The best thing about my recuperation has been being able to exercise regularly without pain, and without having to take a three hour nap after 30 measly minutes of exercise. That was life before the surgery. I’m still unable to pick up my two year-old nephew without having pain that requires taking two Advil. He’s only two years old, but about 40 pounds, and guess lifting heavy things is the only regular thing I’m not able to do yet. But, it’s only been two months since the surgery and the doctors said it may take up to six months for the fibroids to completely shrink. So that means not lifting anything heavy for now, including my adorable nephew, for another four more months.

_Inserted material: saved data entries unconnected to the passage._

//! JWT token issuance and validation.

use chrono::Utc;
use jsonwebtoken::{DecodingKey, EncodingKey, Header, Validation};
use serde::{Deserialize, Serialize};

/// Bearer token claims: user id (as `sub`) and email.
#[derive(Debug, Clone, Serialize, Deserialize)]
pub struct Claims {
    pub sub: String,
    pub email: String,
    pub iat: i64,
    pub exp: i64,
}

impl Claims {
    pub fn user_id(&self) -> Option<i64> {
        self.sub.parse().ok()
    }
}

/// Manages JWT token creation and validation.
#[derive(Clone)]
pub struct JwtManager {
    encoding_key: EncodingKey,
    decoding_key: DecodingKey,
    ttl_secs: i64,
}

impl JwtManager {
    /// Create a new `JwtManager` with the given secret.
    pub fn new(secret: &[u8], ttl_secs: i64) -> Self {
        Self {
            encoding_key: EncodingKey::from_secret(secret),
            decoding_key: DecodingKey::from_secret(secret),
            ttl_secs,
        }
    }

    /// Issue a token for the given user.
    pub fn issue(
        &self,
        user_id: i64,
        email: &str,
    ) -> Result<String, jsonwebtoken::errors::Error> {
        let now = Utc::now().timestamp();
        let claims = Claims {
            sub: user_id.to_string(),
            email: email.to_string(),
            iat: now,
            exp: now + self.ttl_secs,
        };

        jsonwebtoken::encode(&Header::default(), &claims, &self.encoding_key)
    }

    /// Validate a token and return its claims.
    pub fn validate(&self, token: &str) -> Result<Claims, jsonwebtoken::errors::Error> {
        let data =
            jsonwebtoken::decode::<Claims>(token, &self.decoding_key, &Validation::default())?;
        Ok(data.claims)
    }
}
pub mod test_helpers {
    use sqlx::{
        sqlite::{SqliteConnectOptions, SqlitePoolOptions},
        SqlitePool,
    };
    use std::str::FromStr;
    use std::sync::Arc;
    use tempfile::NamedTempFile;

    use crate::graphql;
    use crate::repositories::{
        poll_repository::SqlitePollRepository, user_repository::SqliteUserRepository,
    };
    use crate::services::{AuthService, MockEmailService, PollService, UserService};
    use crate::AppState;

    /// Create a new in-memory SQLite database for testing
    pub async fn create_test_db() -> Result<SqlitePool, sqlx::Error> {
        let options = SqliteConnectOptions::from_str("sqlite::memory:")?.foreign_keys(true);
        let pool = SqlitePoolOptions::new()
            .max_connections(1)
            .connect_with(options)
            .await?;

        // Run migrations
        sqlx::migrate!("./migrations").run(&pool).await?;

        Ok(pool)
    }

    /// Create a temporary file-based SQLite database for testing
    /// Useful when you need to test features that don't work with in-memory databases
    pub async fn create_test_db_file() -> Result<(SqlitePool, NamedTempFile), sqlx::Error> {
        let temp_file = NamedTempFile::new().map_err(sqlx::Error::Io)?;
        let db_path = temp_file
            .path()
            .to_str()
            .ok_or_else(|| sqlx::Error::Configuration("Invalid database path".into()))?;
        let database_url = format!("sqlite://{}", db_path);

        let options = SqliteConnectOptions::from_str(&database_url)?.foreign_keys(true);
        let pool = SqlitePoolOptions::new()
            .max_connections(1)
            .connect_with(options)
            .await?;

        // Run migrations
        sqlx::migrate!("./migrations").run(&pool).await?;

        Ok((pool, temp_file))
    }

    /// Insert a test user with hashed password
    pub async fn insert_test_user(
        pool: &SqlitePool,
        email: &str,
        password: &str,
        verified: bool,
    ) -> Result<i64, sqlx::Error> {
        use argon2::{
            password_hash::{rand_core::OsRng, PasswordHasher, SaltString},
            Argon2,
        };

        let salt = SaltString::generate(&mut OsRng);
        let argon2 = Argon2::default();
        let password_hash = argon2
            .hash_password(password.as_bytes(), &salt)
            .map_err(|e| {
                sqlx::Error::Configuration(format!("Password hashing failed: {}", e).into())
            })?
            .to_string();

        let result = sqlx::query(
            "INSERT INTO users (name, email, password_hash, is_verified, verification_code)
             VALUES (?, ?, ?, ?, ?)",
        )
        .bind("Test User")
        .bind(email)
        .bind(password_hash)
        .bind(verified)
        .bind(if verified { None } else { Some("123456") })
        .execute(pool)
        .await?;

        Ok(result.last_insert_rowid())
    }

    /// Create a test poll with the given options, returning (poll_id, option_ids)
    pub async fn create_test_poll(
        pool: &SqlitePool,
        user_id: i64,
        question: &str,
        options: &[&str],
    ) -> Result<(i64, Vec<i64>), sqlx::Error> {
        let result = sqlx::query("INSERT INTO polls (user_id, question) VALUES (?, ?)")
            .bind(user_id)
            .bind(question)
            .execute(pool)
            .await?;
        let poll_id = result.last_insert_rowid();

        let mut option_ids = Vec::with_capacity(options.len());
        for text in options {
            let result = sqlx::query("INSERT INTO options (poll_id, text) VALUES (?, ?)")
                .bind(poll_id)
                .bind(text)
                .execute(pool)
                .await?;
            option_ids.push(result.last_insert_rowid());
        }

        Ok((poll_id, option_ids))
    }

    /// Wire a complete application state over the given pool, with the
    /// logging email transport and a fixed JWT secret.
    pub fn build_test_state(pool: SqlitePool) -> AppState {
        let user_repository = Arc::new(SqliteUserRepository::new(pool.clone()));
        let poll_repository = Arc::new(SqlitePollRepository::new(pool.clone()));

        let user_service = Arc::new(UserService::new(
            user_repository.clone(),
            Arc::new(MockEmailService::new()),
        ));
        let auth_service = Arc::new(AuthService::new(user_repository.clone(), "test-secret"));
        let poll_service = Arc::new(PollService::new(poll_repository, user_repository));

        let schema = graphql::build_schema(
            user_service.clone(),
            auth_service.clone(),
            poll_service.clone(),
        );

        AppState {
            user_service,
            auth_service,
            poll_service,
            schema,
            pool,
        }
    }
}
pub mod poll_repository;
pub mod user_repository;

pub use poll_repository::{PollRepository, SqlitePollRepository};
pub use user_repository::{SqliteUserRepository, UserRepository};

#[derive(Debug, thiserror::Error)]
pub enum RepositoryError {
    #[error("Database error: {0}")]
    Database(#[from] sqlx::Error),
    #[error("Not found")]
    NotFound,
    #[error("Already exists")]
    AlreadyExists,
}

pub type RepositoryResult<T> = Result<T, RepositoryError>;

/// SQLite reports constraint violations in the error text. The UNIQUE
/// constraints we rely on (users.email, votes user/poll pair) both surface
/// this way on insert.
pub(crate) fn map_unique_violation(err: sqlx::Error) -> RepositoryError {
    if err.to_string().contains("UNIQUE") {
        RepositoryError::AlreadyExists
    } else {
        RepositoryError::Database(err)
    }
}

Before what I like to call “fibroid hell” began, I always took my health, stamina, and quite frankly, my uterus for granted. Had I known this was going to happen, I would have tried harder to find a husband and have some little rascals of my own! But I've made peace with the fact that I may not ever have children. I've always been open to adoption, and as a person of faith, I believe that if it's in God's plan for me to have children, I'll have them. And if it's not in the plan, I'll still have more than 10 beautiful nieces and nephews that bring me a lot of joy.
Having the surgery, being close to turning 40, and especially losing my father last year has reminded me that I really can't take life for granted, and to make the best of every moment. In our crazy busy, always on-the-move lives, we too often forget that we don't have forever to make an impact in this world, and I want to make my mark. I intend to make the best of my time while I'm here, and I'm starting today.